__Task item__. Below is a listing. Gather each line of it that contains "await".

__Provided information__.
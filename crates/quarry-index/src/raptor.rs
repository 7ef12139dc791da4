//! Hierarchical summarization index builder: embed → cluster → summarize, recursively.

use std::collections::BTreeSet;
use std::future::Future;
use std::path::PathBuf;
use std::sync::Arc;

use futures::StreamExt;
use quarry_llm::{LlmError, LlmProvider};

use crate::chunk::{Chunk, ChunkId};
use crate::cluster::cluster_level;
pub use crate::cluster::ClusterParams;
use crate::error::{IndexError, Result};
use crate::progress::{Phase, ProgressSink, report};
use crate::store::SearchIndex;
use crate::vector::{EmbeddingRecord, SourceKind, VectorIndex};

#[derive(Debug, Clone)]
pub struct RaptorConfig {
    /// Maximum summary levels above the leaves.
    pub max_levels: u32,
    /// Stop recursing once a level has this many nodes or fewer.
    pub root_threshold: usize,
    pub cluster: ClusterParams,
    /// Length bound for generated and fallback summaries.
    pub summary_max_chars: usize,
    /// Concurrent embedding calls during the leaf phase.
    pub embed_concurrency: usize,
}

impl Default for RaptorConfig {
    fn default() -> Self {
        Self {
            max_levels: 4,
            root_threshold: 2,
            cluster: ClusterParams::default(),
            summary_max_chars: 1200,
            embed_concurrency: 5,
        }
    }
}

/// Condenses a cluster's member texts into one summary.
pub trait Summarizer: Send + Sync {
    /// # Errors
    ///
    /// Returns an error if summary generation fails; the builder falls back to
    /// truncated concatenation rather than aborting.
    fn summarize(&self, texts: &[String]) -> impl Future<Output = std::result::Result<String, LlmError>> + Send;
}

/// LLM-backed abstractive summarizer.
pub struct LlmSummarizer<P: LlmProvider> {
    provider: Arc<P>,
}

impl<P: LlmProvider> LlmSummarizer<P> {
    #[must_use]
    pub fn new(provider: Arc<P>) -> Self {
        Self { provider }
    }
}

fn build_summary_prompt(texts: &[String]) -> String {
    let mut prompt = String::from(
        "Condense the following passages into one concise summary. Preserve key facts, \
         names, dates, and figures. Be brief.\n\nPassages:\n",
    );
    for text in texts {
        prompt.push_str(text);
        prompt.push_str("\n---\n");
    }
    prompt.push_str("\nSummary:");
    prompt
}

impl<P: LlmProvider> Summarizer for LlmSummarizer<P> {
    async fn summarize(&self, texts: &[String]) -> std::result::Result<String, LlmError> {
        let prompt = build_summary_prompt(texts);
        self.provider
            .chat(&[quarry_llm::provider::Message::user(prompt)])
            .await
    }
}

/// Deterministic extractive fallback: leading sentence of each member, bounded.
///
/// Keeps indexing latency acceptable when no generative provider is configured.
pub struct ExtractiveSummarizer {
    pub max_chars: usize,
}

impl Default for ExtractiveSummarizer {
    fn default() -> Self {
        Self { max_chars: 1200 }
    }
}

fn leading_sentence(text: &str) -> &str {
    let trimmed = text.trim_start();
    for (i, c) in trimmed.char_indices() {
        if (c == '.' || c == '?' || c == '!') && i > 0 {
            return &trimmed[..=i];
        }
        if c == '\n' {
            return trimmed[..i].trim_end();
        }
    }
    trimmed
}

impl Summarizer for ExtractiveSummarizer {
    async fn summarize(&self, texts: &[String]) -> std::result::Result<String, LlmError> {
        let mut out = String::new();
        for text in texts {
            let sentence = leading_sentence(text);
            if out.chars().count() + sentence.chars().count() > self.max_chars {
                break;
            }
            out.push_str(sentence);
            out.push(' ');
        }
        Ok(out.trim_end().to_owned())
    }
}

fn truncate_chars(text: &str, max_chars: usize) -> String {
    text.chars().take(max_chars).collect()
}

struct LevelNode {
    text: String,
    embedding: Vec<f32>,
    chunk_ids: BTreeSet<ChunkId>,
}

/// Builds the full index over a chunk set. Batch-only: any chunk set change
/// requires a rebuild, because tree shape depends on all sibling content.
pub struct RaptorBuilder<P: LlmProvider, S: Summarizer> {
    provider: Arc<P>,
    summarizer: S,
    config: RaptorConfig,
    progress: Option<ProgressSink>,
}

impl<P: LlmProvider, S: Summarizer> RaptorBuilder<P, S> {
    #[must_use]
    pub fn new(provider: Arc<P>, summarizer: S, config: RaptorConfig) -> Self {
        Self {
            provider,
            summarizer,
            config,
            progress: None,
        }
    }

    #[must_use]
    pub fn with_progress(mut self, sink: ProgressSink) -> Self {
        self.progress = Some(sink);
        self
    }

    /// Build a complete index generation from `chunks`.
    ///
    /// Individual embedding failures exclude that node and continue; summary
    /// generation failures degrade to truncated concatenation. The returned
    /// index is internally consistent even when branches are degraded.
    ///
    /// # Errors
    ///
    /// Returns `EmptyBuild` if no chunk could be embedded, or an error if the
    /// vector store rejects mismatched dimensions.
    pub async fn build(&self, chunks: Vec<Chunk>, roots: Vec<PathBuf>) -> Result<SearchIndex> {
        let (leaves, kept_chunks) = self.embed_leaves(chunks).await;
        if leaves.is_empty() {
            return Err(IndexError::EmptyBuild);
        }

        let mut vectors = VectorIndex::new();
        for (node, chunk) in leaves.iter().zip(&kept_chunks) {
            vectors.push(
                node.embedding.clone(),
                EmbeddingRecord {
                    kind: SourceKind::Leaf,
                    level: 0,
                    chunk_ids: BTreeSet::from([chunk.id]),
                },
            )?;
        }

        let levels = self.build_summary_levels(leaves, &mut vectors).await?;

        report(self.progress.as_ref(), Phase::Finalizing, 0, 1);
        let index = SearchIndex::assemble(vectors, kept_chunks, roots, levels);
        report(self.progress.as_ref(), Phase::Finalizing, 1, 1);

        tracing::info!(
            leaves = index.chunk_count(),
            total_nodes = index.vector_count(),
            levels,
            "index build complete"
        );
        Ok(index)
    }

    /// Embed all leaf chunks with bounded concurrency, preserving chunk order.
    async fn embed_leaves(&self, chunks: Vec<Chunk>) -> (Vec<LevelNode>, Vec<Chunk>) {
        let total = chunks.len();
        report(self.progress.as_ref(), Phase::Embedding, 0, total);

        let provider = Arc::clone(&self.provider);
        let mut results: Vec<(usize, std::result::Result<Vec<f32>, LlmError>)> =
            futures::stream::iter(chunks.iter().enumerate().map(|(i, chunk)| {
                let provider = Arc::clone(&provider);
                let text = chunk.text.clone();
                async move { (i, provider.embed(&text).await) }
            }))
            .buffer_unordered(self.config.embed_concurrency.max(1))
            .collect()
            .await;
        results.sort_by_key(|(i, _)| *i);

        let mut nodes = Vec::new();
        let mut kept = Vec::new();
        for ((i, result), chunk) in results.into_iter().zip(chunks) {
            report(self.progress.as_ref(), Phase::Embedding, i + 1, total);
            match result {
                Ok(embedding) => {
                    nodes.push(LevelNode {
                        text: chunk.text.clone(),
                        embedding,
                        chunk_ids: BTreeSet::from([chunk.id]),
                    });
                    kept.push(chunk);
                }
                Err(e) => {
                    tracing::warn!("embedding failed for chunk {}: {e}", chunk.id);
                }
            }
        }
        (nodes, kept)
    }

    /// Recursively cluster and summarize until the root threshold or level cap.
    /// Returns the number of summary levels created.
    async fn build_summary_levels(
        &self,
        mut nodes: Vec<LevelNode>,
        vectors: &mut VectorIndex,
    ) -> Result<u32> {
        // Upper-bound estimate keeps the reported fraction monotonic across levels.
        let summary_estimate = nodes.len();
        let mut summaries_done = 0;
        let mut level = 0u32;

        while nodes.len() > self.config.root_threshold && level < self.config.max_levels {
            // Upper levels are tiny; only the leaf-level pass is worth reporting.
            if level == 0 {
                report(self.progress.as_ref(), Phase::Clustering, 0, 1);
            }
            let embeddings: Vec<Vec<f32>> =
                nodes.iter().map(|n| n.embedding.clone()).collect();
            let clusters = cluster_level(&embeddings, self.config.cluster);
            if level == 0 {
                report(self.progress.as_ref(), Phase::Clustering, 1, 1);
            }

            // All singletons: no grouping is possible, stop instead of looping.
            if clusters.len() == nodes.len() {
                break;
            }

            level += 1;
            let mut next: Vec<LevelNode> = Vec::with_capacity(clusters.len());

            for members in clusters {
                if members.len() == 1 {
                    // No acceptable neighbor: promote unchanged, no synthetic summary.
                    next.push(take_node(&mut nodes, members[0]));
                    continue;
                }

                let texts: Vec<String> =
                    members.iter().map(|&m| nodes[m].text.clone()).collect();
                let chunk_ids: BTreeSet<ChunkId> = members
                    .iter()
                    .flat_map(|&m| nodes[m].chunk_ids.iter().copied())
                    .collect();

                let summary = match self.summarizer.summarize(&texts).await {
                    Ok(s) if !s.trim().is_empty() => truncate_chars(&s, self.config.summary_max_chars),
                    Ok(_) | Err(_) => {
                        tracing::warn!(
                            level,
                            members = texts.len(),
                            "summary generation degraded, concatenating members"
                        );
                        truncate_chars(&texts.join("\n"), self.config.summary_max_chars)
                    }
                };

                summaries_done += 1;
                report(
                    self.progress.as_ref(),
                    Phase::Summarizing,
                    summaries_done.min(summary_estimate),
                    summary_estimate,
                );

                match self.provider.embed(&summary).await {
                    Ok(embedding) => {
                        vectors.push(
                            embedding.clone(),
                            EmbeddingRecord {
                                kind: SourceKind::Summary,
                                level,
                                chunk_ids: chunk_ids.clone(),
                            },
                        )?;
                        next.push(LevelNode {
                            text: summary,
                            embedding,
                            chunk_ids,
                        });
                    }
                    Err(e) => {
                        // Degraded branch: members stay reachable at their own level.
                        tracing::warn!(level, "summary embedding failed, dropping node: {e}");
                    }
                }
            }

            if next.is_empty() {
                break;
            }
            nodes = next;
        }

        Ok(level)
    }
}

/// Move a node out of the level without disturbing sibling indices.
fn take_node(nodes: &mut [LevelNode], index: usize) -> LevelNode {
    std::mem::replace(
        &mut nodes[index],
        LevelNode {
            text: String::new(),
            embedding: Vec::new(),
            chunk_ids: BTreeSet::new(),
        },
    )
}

--

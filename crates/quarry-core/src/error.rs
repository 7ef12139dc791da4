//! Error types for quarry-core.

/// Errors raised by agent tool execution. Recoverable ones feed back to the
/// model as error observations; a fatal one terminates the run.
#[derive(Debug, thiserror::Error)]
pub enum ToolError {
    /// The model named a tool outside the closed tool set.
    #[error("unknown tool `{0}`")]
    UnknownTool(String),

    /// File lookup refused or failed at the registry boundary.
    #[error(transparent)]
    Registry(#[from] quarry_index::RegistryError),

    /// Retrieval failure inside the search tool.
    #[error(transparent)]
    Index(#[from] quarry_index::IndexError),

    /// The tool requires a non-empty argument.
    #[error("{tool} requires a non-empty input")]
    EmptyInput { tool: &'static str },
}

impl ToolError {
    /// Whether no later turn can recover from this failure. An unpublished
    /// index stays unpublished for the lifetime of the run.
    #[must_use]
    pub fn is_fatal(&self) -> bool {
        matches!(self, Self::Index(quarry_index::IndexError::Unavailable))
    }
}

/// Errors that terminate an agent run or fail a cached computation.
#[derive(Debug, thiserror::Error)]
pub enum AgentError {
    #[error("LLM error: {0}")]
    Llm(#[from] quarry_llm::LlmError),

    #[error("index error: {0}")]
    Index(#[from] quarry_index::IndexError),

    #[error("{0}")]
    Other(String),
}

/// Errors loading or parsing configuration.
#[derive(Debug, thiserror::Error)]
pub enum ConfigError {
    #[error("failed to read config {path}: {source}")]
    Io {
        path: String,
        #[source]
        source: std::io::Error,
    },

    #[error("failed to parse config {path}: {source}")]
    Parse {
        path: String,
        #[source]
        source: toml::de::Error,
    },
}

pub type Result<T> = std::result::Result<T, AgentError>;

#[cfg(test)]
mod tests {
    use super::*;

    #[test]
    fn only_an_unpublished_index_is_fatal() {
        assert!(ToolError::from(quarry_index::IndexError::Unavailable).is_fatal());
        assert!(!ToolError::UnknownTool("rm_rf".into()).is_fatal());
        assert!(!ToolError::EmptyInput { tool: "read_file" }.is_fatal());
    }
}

__Result of the task__.
            .await
        let (leaves, kept_chunks) = self.embed_leaves(chunks).await;
        let levels = self.build_summary_levels(leaves, &mut vectors).await?;
                async move { (i, provider.embed(&text).await) }
            .await;
                let summary = match self.summarizer.summarize(&texts).await {
                match self.provider.embed(&summary).await {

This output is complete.